Physical therapy is a dynamic profession with an established theoretical and scientific basis for therapeutic interventions. Physical therapists work both independently and as members of multidisciplinary health care teams to enhance the health, well-being, and quality of life of their patients. PT has been shown to be effective at controlling pain and decreasing opioid use by increasing muscular strength through therapeutic exercise. Studies have shown that there is a direct association between increased muscular strength and decreased pain. Similarly, and equally important, exercise can decrease an individual’s perception of pain.

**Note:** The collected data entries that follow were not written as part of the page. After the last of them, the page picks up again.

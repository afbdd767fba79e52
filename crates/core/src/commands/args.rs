//! Parsed command arguments

use std::any::{Any, TypeId};
use std::borrow::Cow;
use std::collections::HashMap;
use std::fmt;
use std::marker::PhantomData;

use super::gate::{check_permission, Commander};
use super::CommandError;

/// Typed key for a command argument
///
/// The type parameter fixes what a value stored under this key is, so reads
/// never need a cast:
///
/// ```ignore
/// const TARGET: ArgKey<String> = ArgKey::new("target");
/// let name: Option<&String> = args.get_one(&TARGET);
/// ```
pub struct ArgKey<T> {
    name: Cow<'static, str>,
    _marker: PhantomData<fn() -> T>,
}

impl<T> ArgKey<T> {
    /// Create a key with a static name
    pub const fn new(name: &'static str) -> Self {
        Self {
            name: Cow::Borrowed(name),
            _marker: PhantomData,
        }
    }

    /// Create a key with a name only known at runtime
    pub fn named(name: impl Into<String>) -> Self {
        Self {
            name: Cow::Owned(name.into()),
            _marker: PhantomData,
        }
    }

    /// Argument name
    pub fn name(&self) -> &str {
        &self.name
    }
}

impl<T> Clone for ArgKey<T> {
    fn clone(&self) -> Self {
        Self {
            name: self.name.clone(),
            _marker: PhantomData,
        }
    }
}

impl<T> fmt::Debug for ArgKey<T> {
    fn fmt(&self, f: &mut fmt::Formatter<'_>) -> fmt::Result {
        f.debug_tuple("ArgKey").field(&self.name).finish()
    }
}

/// Storage slot: argument name plus value type
type Slot = (Cow<'static, str>, TypeId);

/// Arguments parsed for one command invocation
///
/// A key may hold several values; values under the same key keep their
/// insertion order. Reads never fail for unknown keys.
pub struct ArgumentStore {
    /// Command alias that was invoked
    command: String,

    /// Full input as typed by the caller
    raw_input: String,

    /// Values per (name, type)
    values: HashMap<Slot, Vec<Box<dyn Any + Send + Sync>>>,
}

impl ArgumentStore {
    /// Create an empty store for an invocation of `command`
    pub fn new(command: impl Into<String>, raw_input: impl Into<String>) -> Self {
        Self {
            command: command.into(),
            raw_input: raw_input.into(),
            values: HashMap::new(),
        }
    }

    /// Command alias that was invoked
    pub fn command(&self) -> &str {
        &self.command
    }

    /// Full raw input
    pub fn raw_input(&self) -> &str {
        &self.raw_input
    }

    /// Append a value under `key`
    pub fn put<T: Any + Send + Sync>(&mut self, key: &ArgKey<T>, value: T) {
        self.values
            .entry(slot(key))
            .or_default()
            .push(Box::new(value));
    }

    /// Append a value that may be missing
    ///
    /// Fails with [`CommandError::InvalidArgument`] for `None`, leaving the
    /// store unchanged.
    pub fn try_put<T: Any + Send + Sync>(
        &mut self,
        key: &ArgKey<T>,
        value: Option<T>,
    ) -> Result<(), CommandError> {
        let value = value.ok_or_else(|| CommandError::InvalidArgument(key.name().to_string()))?;
        self.put(key, value);
        Ok(())
    }

    /// All values under `key` in insertion order, empty if none
    pub fn get_all<T: Any>(&self, key: &ArgKey<T>) -> Vec<&T> {
        self.values
            .get(&slot(key))
            .map(|values| {
                values
                    .iter()
                    .filter_map(|value| value.downcast_ref::<T>())
                    .collect()
            })
            .unwrap_or_default()
    }

    /// The value under `key` if there is exactly one
    ///
    /// Returns `None` both for a missing key and for a key with several values.
    pub fn get_one<T: Any>(&self, key: &ArgKey<T>) -> Option<&T> {
        match self.values.get(&slot(key)).map(Vec::as_slice) {
            Some([value]) => value.downcast_ref::<T>(),
            _ => None,
        }
    }

    /// Check if `key` has at least one value
    pub fn has_any<T: Any>(&self, key: &ArgKey<T>) -> bool {
        self.values
            .get(&slot(key))
            .is_some_and(|values| !values.is_empty())
    }

    /// Fail with [`CommandError::PermissionDenied`] unless `commander` holds `permission`
    pub fn check_permission(
        &self,
        commander: &dyn Commander,
        permission: &str,
    ) -> Result<(), CommandError> {
        check_permission(commander, permission)
    }
}

impl fmt::Debug for ArgumentStore {
    fn fmt(&self, f: &mut fmt::Formatter<'_>) -> fmt::Result {
        f.debug_struct("ArgumentStore")
            .field("command", &self.command)
            .field("raw_input", &self.raw_input)
            .field("keys", &self.values.len())
            .finish()
    }
}

fn slot<T: Any>(key: &ArgKey<T>) -> Slot {
    (key.name.clone(), TypeId::of::<T>())
}

#[cfg(test)]
mod tests {
    use super::*;
    use crate::commands::testing::MockCommander;

    const TARGET: ArgKey<String> = ArgKey::new("target");
    const AMOUNT: ArgKey<i32> = ArgKey::new("amount");

    fn store() -> ArgumentStore {
        ArgumentStore::new("give", "give zml 5")
    }

    #[test]
    fn test_unknown_key_is_empty() {
        let args = store();
        assert!(!args.has_any(&TARGET));
        assert!(args.get_all(&TARGET).is_empty());
        assert!(args.get_one(&TARGET).is_none());
    }

    #[test]
    fn test_single_value() {
        let mut args = store();
        args.put(&TARGET, "zml".to_string());

        assert!(args.has_any(&TARGET));
        assert_eq!(args.get_one(&TARGET).map(String::as_str), Some("zml"));
        assert_eq!(args.get_all(&TARGET), vec!["zml"]);
    }

    #[test]
    fn test_multiple_values_keep_order() {
        let mut args = store();
        args.put(&TARGET, "first".to_string());
        args.put(&TARGET, "second".to_string());

        assert_eq!(args.get_all(&TARGET), vec!["first", "second"]);
        // Ambiguous, so no single answer
        assert!(args.get_one(&TARGET).is_none());
        assert!(args.has_any(&TARGET));
    }

    #[test]
    fn test_try_put_none_leaves_store_unchanged() {
        let mut args = store();
        args.put(&AMOUNT, 5);

        let err = args.try_put(&AMOUNT, None).unwrap_err();
        assert_eq!(err, CommandError::InvalidArgument("amount".to_string()));
        assert_eq!(args.get_all(&AMOUNT), vec![&5]);

        assert!(args.try_put(&TARGET, None).is_err());
        assert!(!args.has_any(&TARGET));

        args.try_put(&AMOUNT, Some(7)).unwrap();
        assert_eq!(args.get_all(&AMOUNT), vec![&5, &7]);
    }

    #[test]
    fn test_keys_are_typed() {
        let mut args = store();
        let as_text: ArgKey<String> = ArgKey::named("amount");
        args.put(&AMOUNT, 5);

        assert!(args.has_any(&AMOUNT));
        assert!(!args.has_any(&as_text));
        assert_eq!(args.get_one(&AMOUNT), Some(&5));
    }

    #[test]
    fn test_raw_input() {
        let args = store();
        assert_eq!(args.command(), "give");
        assert_eq!(args.raw_input(), "give zml 5");
    }

    #[test]
    fn test_check_permission() {
        let args = store();
        let guest = MockCommander::new("guest");
        let admin = MockCommander::new("admin").with_permission("economy.give");

        match args.check_permission(&guest, "economy.give") {
            Err(CommandError::PermissionDenied { permission, .. }) => {
                assert_eq!(permission, "economy.give")
            }
            other => panic!("unexpected result: {other:?}"),
        }
        assert!(args.check_permission(&admin, "economy.give").is_ok());
        assert!(guest.replies().is_empty());
    }
}
//! Run configuration loaded from an env-style file.
//!
//! Values are read with `dotenvy::from_filename_iter` so the process
//! environment is never mutated; keys missing from the file fall back to
//! environment variables, then to defaults.

use anyhow::{Context, Result};
use std::collections::HashMap;
use std::path::Path;
use std::time::Duration;
use tracing::{debug, warn};

use crate::error::RunError;

pub const TOKEN_KEY: &str = "GRAPH_ACCESS_TOKEN";
pub const TOKEN_PLACEHOLDER: &str = "your_access_token_here";

pub const DEFAULT_BASE_URL: &str = "https://graph.example.com";
pub const DEFAULT_API_VERSION: &str = "v23.0";
pub const DEFAULT_REQUEST_DELAY: Duration = Duration::from_secs(1);
pub const DEFAULT_LOG_FILE: &str = "logs/quality_rater.log";

/// The platform access token, or why there is none.
#[derive(Clone, PartialEq, Eq)]
pub enum Credential {
    Missing,
    Placeholder,
    Token(String),
}

impl Credential {
    pub fn from_value(value: Option<&str>) -> Self {
        match value.map(str::trim) {
            None | Some("") => Credential::Missing,
            Some(TOKEN_PLACEHOLDER) => Credential::Placeholder,
            Some(token) => Credential::Token(token.to_string()),
        }
    }

    /// Returns the token, failing for both the absent and placeholder cases.
    pub fn require(&self) -> Result<&str, RunError> {
        match self {
            Credential::Token(token) => Ok(token.as_str()),
            Credential::Missing | Credential::Placeholder => Err(RunError::CredentialMissing),
        }
    }
}

// Never print the token itself.
impl std::fmt::Debug for Credential {
    fn fmt(&self, f: &mut std::fmt::Formatter<'_>) -> std::fmt::Result {
        match self {
            Credential::Missing => f.write_str("Missing"),
            Credential::Placeholder => f.write_str("Placeholder"),
            Credential::Token(_) => f.write_str("Token(<redacted>)"),
        }
    }
}

#[derive(Debug, Clone)]
pub struct Config {
    pub credential: Credential,
    pub base_url: String,
    pub api_version: String,
    pub request_delay: Duration,
    pub log_file_path: String,
}

impl Default for Config {
    fn default() -> Self {
        Self {
            credential: Credential::Missing,
            base_url: DEFAULT_BASE_URL.to_string(),
            api_version: DEFAULT_API_VERSION.to_string(),
            request_delay: DEFAULT_REQUEST_DELAY,
            log_file_path: DEFAULT_LOG_FILE.to_string(),
        }
    }
}

impl Config {
    /// Loads the config from `path`, falling back to the process environment.
    ///
    /// A missing file is not an error; a present but unparsable file is.
    pub fn load(path: &Path) -> Result<Self> {
        let file_values = if path.exists() {
            read_env_file(path)?
        } else {
            debug!(path = %path.display(), "Config file not found, using environment only");
            HashMap::new()
        };

        Ok(Self::from_lookup(|key| {
            file_values
                .get(key)
                .cloned()
                .or_else(|| std::env::var(key).ok())
        }))
    }

    /// Builds a config from an arbitrary key lookup.
    pub fn from_lookup<F>(lookup: F) -> Self
    where
        F: Fn(&str) -> Option<String>,
    {
        let defaults = Self::default();

        let request_delay = match lookup("REQUEST_DELAY_MS") {
            Some(raw) => match raw.trim().parse::<u64>() {
                Ok(ms) => Duration::from_millis(ms),
                Err(_) => {
                    warn!(value = %raw, "Invalid REQUEST_DELAY_MS, using default");
                    defaults.request_delay
                }
            },
            None => defaults.request_delay,
        };

        Self {
            credential: Credential::from_value(lookup(TOKEN_KEY).as_deref()),
            base_url: non_empty(lookup("GRAPH_API_BASE_URL"))
                .map(|url| url.trim_end_matches('/').to_string())
                .unwrap_or(defaults.base_url),
            api_version: non_empty(lookup("GRAPH_API_VERSION")).unwrap_or(defaults.api_version),
            request_delay,
            log_file_path: non_empty(lookup("LOG_FILE_PATH")).unwrap_or(defaults.log_file_path),
        }
    }
}

fn read_env_file(path: &Path) -> Result<HashMap<String, String>> {
    let iter = dotenvy::from_filename_iter(path)
        .with_context(|| format!("Failed to open config file {}", path.display()))?;

    let mut values = HashMap::new();
    for item in iter {
        let (key, value) =
            item.with_context(|| format!("Failed to parse config file {}", path.display()))?;
        values.insert(key, value);
    }
    Ok(values)
}

fn non_empty(value: Option<String>) -> Option<String> {
    value
        .map(|v| v.trim().to_string())
        .filter(|v| !v.is_empty())
}

#[cfg(test)]
mod tests {
    use super::*;
    use std::io::Write;

    fn lookup_from(pairs: &[(&str, &str)]) -> impl Fn(&str) -> Option<String> {
        let map: HashMap<String, String> = pairs
            .iter()
            .map(|(k, v)| (k.to_string(), v.to_string()))
            .collect();
        move |key| map.get(key).cloned()
    }

    #[test]
    fn test_placeholder_token_is_not_configured() {
        let config = Config::from_lookup(lookup_from(&[(TOKEN_KEY, TOKEN_PLACEHOLDER)]));
        assert_eq!(config.credential, Credential::Placeholder);
        assert!(matches!(
            config.credential.require(),
            Err(RunError::CredentialMissing)
        ));
    }

    #[test]
    fn test_empty_and_absent_token_are_missing() {
        assert_eq!(Credential::from_value(None), Credential::Missing);
        assert_eq!(Credential::from_value(Some("   ")), Credential::Missing);
    }

    #[test]
    fn test_real_token_is_returned() {
        let credential = Credential::from_value(Some(" abc123 "));
        assert_eq!(credential.require().unwrap(), "abc123");
        assert_eq!(format!("{credential:?}"), "Token(<redacted>)");
    }

    #[test]
    fn test_defaults_apply() {
        let config = Config::from_lookup(|_| None);
        assert_eq!(config.base_url, DEFAULT_BASE_URL);
        assert_eq!(config.api_version, DEFAULT_API_VERSION);
        assert_eq!(config.request_delay, Duration::from_secs(1));
    }

    #[test]
    fn test_overrides_and_bad_delay() {
        let config = Config::from_lookup(lookup_from(&[
            ("GRAPH_API_BASE_URL", "http://localhost:9000/"),
            ("GRAPH_API_VERSION", "v1.0"),
            ("REQUEST_DELAY_MS", "soon"),
        ]));
        assert_eq!(config.base_url, "http://localhost:9000");
        assert_eq!(config.api_version, "v1.0");
        assert_eq!(config.request_delay, DEFAULT_REQUEST_DELAY);
    }

    #[test]
    fn test_load_reads_file_values() {
        let mut file = tempfile::NamedTempFile::new().unwrap();
        writeln!(file, "# credentials").unwrap();
        writeln!(file, "GRAPH_ACCESS_TOKEN=from_file_token").unwrap();
        writeln!(file, "REQUEST_DELAY_MS=0").unwrap();

        let config = Config::load(file.path()).unwrap();
        assert_eq!(config.credential.require().unwrap(), "from_file_token");
        assert_eq!(config.request_delay, Duration::ZERO);
    }
}
use serde::Serialize;

use crate::types::{CheckResult, QualityTier};

/// Text shown instead of a percentage when there are no results.
pub const NO_DATA: &str = "no data";

/// Tier counts for a full result set.
///
/// Every result without a tier (failed checks and unrecognized ratings)
/// lands in `errors`, so `good + medium + bad + errors == total`.
#[derive(Debug, Default, Clone, Copy, PartialEq, Eq, Serialize)]
pub struct CategoryCounts {
    pub good: usize,
    pub medium: usize,
    pub bad: usize,
    pub errors: usize,
    pub total: usize,
    /// Results whose check succeeded, including unrecognized ratings.
    pub successful: usize,
}

impl CategoryCounts {
    pub fn from_results(results: &[CheckResult]) -> Self {
        let mut c = CategoryCounts {
            total: results.len(),
            ..Default::default()
        };

        for r in results {
            if r.status.is_success() {
                c.successful += 1;
            }

            match r.tier {
                Some(QualityTier::Good) => c.good += 1,
                Some(QualityTier::Medium) => c.medium += 1,
                Some(QualityTier::Bad) => c.bad += 1,
                None => c.errors += 1,
            }
        }

        c
    }

    pub fn tier(&self, tier: QualityTier) -> usize {
        match tier {
            QualityTier::Good => self.good,
            QualityTier::Medium => self.medium,
            QualityTier::Bad => self.bad,
        }
    }

    /// Share of `part` in `total` as a percentage; `None` when `total` is 0.
    pub fn pct(part: usize, total: usize) -> Option<f64> {
        if total == 0 {
            None
        } else {
            Some((part as f64 / total as f64) * 100.0)
        }
    }

    /// Percentage of `part` in this set, e.g. `33.3%`, or [`NO_DATA`].
    pub fn format_pct(&self, part: usize) -> String {
        match Self::pct(part, self.total) {
            Some(p) => format!("{p:.1}%"),
            None => NO_DATA.to_string(),
        }
    }

    pub fn success_rate(&self) -> String {
        self.format_pct(self.successful)
    }

    pub fn is_empty(&self) -> bool {
        self.total == 0
    }
}

#[cfg(test)]
mod tests {
    use super::*;
    use crate::types::{CheckStatus, InputRow, QualityReading};
    use serde_json::json;

    fn result(reading: QualityReading) -> CheckResult {
        let row = InputRow {
            name: "n".into(),
            display_number: "d".into(),
            provider_id: "p".into(),
        };
        let at = chrono::NaiveDate::from_ymd_opt(2026, 10, 15)
            .unwrap()
            .and_hms_opt(12, 0, 0)
            .unwrap();
        CheckResult::new(row, reading, at)
    }

    fn rated(raw: &str) -> CheckResult {
        result(QualityReading::rated(raw.into(), json!({ "quality_rating": raw })))
    }

    fn failed(status: CheckStatus) -> CheckResult {
        result(QualityReading::failure(status, "x"))
    }

    #[test]
    fn test_pct_with_zero_total() {
        assert_eq!(CategoryCounts::pct(10, 0), None);
    }

    #[test]
    fn test_pct_normal_values() {
        assert_eq!(CategoryCounts::pct(50, 100), Some(50.0));
        assert_eq!(CategoryCounts::pct(1, 4), Some(25.0));
    }

    #[test]
    fn test_one_good_two_errors() {
        let results = vec![
            rated("GREEN"),
            failed(CheckStatus::NotFound),
            result(QualityReading::no_quality_info(json!({}))),
        ];
        let c = CategoryCounts::from_results(&results);

        assert_eq!((c.good, c.medium, c.bad, c.errors, c.total), (1, 0, 0, 2, 3));
        assert_eq!(c.format_pct(c.good), "33.3%");
        assert_eq!(c.format_pct(c.errors), "66.7%");
        assert_eq!(c.format_pct(c.medium), "0.0%");
        assert_eq!(c.success_rate(), "33.3%");
    }

    #[test]
    fn test_empty_reports_no_data() {
        let c = CategoryCounts::from_results(&[]);
        assert!(c.is_empty());
        assert_eq!(c.format_pct(c.good), NO_DATA);
        assert_eq!(c.success_rate(), NO_DATA);
    }

    #[test]
    fn test_buckets_always_sum_to_total() {
        let results = vec![
            rated("GREEN"),
            rated("YELLOW"),
            rated("RED"),
            rated("RED"),
            rated("BLUE"),
            failed(CheckStatus::AuthError),
            failed(CheckStatus::BadRequest),
            failed(CheckStatus::ApiError),
            failed(CheckStatus::ConnectionError),
        ];
        for n in 0..=results.len() {
            let c = CategoryCounts::from_results(&results[..n]);
            assert_eq!(c.good + c.medium + c.bad + c.errors, c.total);
        }

        let c = CategoryCounts::from_results(&results);
        assert_eq!(c.bad, 2);
        // unrecognized rating is successful but untiered
        assert_eq!(c.successful, 5);
        assert_eq!(c.errors, 5);
    }
}
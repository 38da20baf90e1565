//! Batch driver: credential check, input, per-row checks, summary, report.

use anyhow::Result;
use chrono::{Local, NaiveDateTime, Timelike};
use std::path::{Path, PathBuf};
use std::time::Duration;
use tracing::{debug, info, info_span};

use crate::checker::QualityChecker;
use crate::config::Config;
use crate::console;
use crate::error::RunError;
use crate::fetch::HttpClient;
use crate::input::read_rows;
use crate::report::write_report;
use crate::stats::CategoryCounts;
use crate::types::{CheckResult, InputRow};

/// What a successful run produced.
#[derive(Debug)]
pub struct ReportSummary {
    pub path: PathBuf,
    pub counts: CategoryCounts,
}

/// Runs a full batch with the checker described by `config`.
///
/// Fails before any network call when the credential is absent or still the
/// placeholder, or when the input file is missing or malformed.
pub fn run(config: &Config, input: &Path, output: Option<&Path>) -> Result<ReportSummary, RunError> {
    let token = config.credential.require()?;
    let checker = QualityChecker::from_config(config, token)?;
    run_with_checker(&checker, input, output, config.request_delay)
}

/// Runs a full batch with an already-built checker, pausing `delay` after
/// every row.
pub fn run_with_checker<C: HttpClient>(
    checker: &QualityChecker<C>,
    input: &Path,
    output: Option<&Path>,
    delay: Duration,
) -> Result<ReportSummary, RunError> {
    let rows: Vec<InputRow> = read_rows(input)?
        .collect::<Result<_>>()
        .map_err(RunError::Input)?;

    info!(input = %input.display(), rows = rows.len(), "Input loaded");

    let mut results = Vec::with_capacity(rows.len());
    for (i, row) in rows.into_iter().enumerate() {
        let index = i + 1;
        let _span = info_span!("check_row", index, provider_id = %row.provider_id).entered();

        console::print_progress(index, &row);
        let reading = checker.check(&row.provider_id);
        let result = CheckResult::new(row, reading, now_to_second());
        console::print_outcome(&result);

        debug!(status = result.status.code(), label = %result.quality_label, "Row checked");
        results.push(result);

        if !delay.is_zero() {
            std::thread::sleep(delay);
        }
    }

    let counts = CategoryCounts::from_results(&results);
    info!(
        total = counts.total,
        good = counts.good,
        medium = counts.medium,
        bad = counts.bad,
        errors = counts.errors,
        "Batch finished"
    );
    console::print_summary(&results, &counts);

    console::print_generating_report();
    let path = write_report(&results, output).map_err(RunError::Render)?;
    console::print_report_saved(&path);

    Ok(ReportSummary { path, counts })
}

fn now_to_second() -> NaiveDateTime {
    let now = Local::now().naive_local();
    now.with_nanosecond(0).unwrap_or(now)
}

Massage Therapy is a part of the multidisciplinary team to help with pain management. Massage therapy is a safe option that has been shown to be effective for many health issues.
Research continues to support the health benefits of massage therapy for pain relief with low-back pain, fibromyalgia, post-operative pain, cancer patients, and arthritis. The American Massage therapy association has more information on each of these research based conditions here.
There is currently a growing support for a new piece of federal legislation that can help with opioid addiction in America. The Non-Opioids Prevent Addiction in the Nation (NOPAIN) Act (H.R. 5172/S. 3067) is a bipartisan piece of federal legislation. The bill addresses reimbursement policies to increase the utilization of non-opioid pain management approaches for the tens of millions of Americans who undergo an outpatient surgical procedure every year.
The NOPAIN Act defines a “non-opioid treatment” as drugs, biologicals, or medical devices that have demonstrated the ability to replace or reduce opioid consumption in a clinical trial or through clinical data published in a peer-reviewed journal. Additionally, the NOPAIN Act requires a report to Congress on limitations, gaps, barriers to access, or deficits in Medicare coverage or reimbursement for therapeutic services (e.g. acupuncture, chiropractic services, psychological services, therapeutic massage, etc.) and recommendations for Congress or CMS to address any limitations identified.
And finally, patients with chronic pain should be encouraged to take an active role in their recovery. Research has shown that patients who advocate for themselves and collaborate on their care enjoy better outcomes. While it can be difficult to stay active when experiencing pain, patients should consider consulting a movement professional, such as a Physical Therapist, to find ways that they can get moving safely and without increasing pain.
The bottom line is that the opioid epidemic is a complex problem that will be solved only through multidisciplinary collaboration, and that individuals with chronic pain must be offered interventions that not only control pain but also address the causes of pain. The CDC and other major health agencies and organizations all have affirmed that nonpharmacological and nonopioid therapy can be effective in managing chronic pain.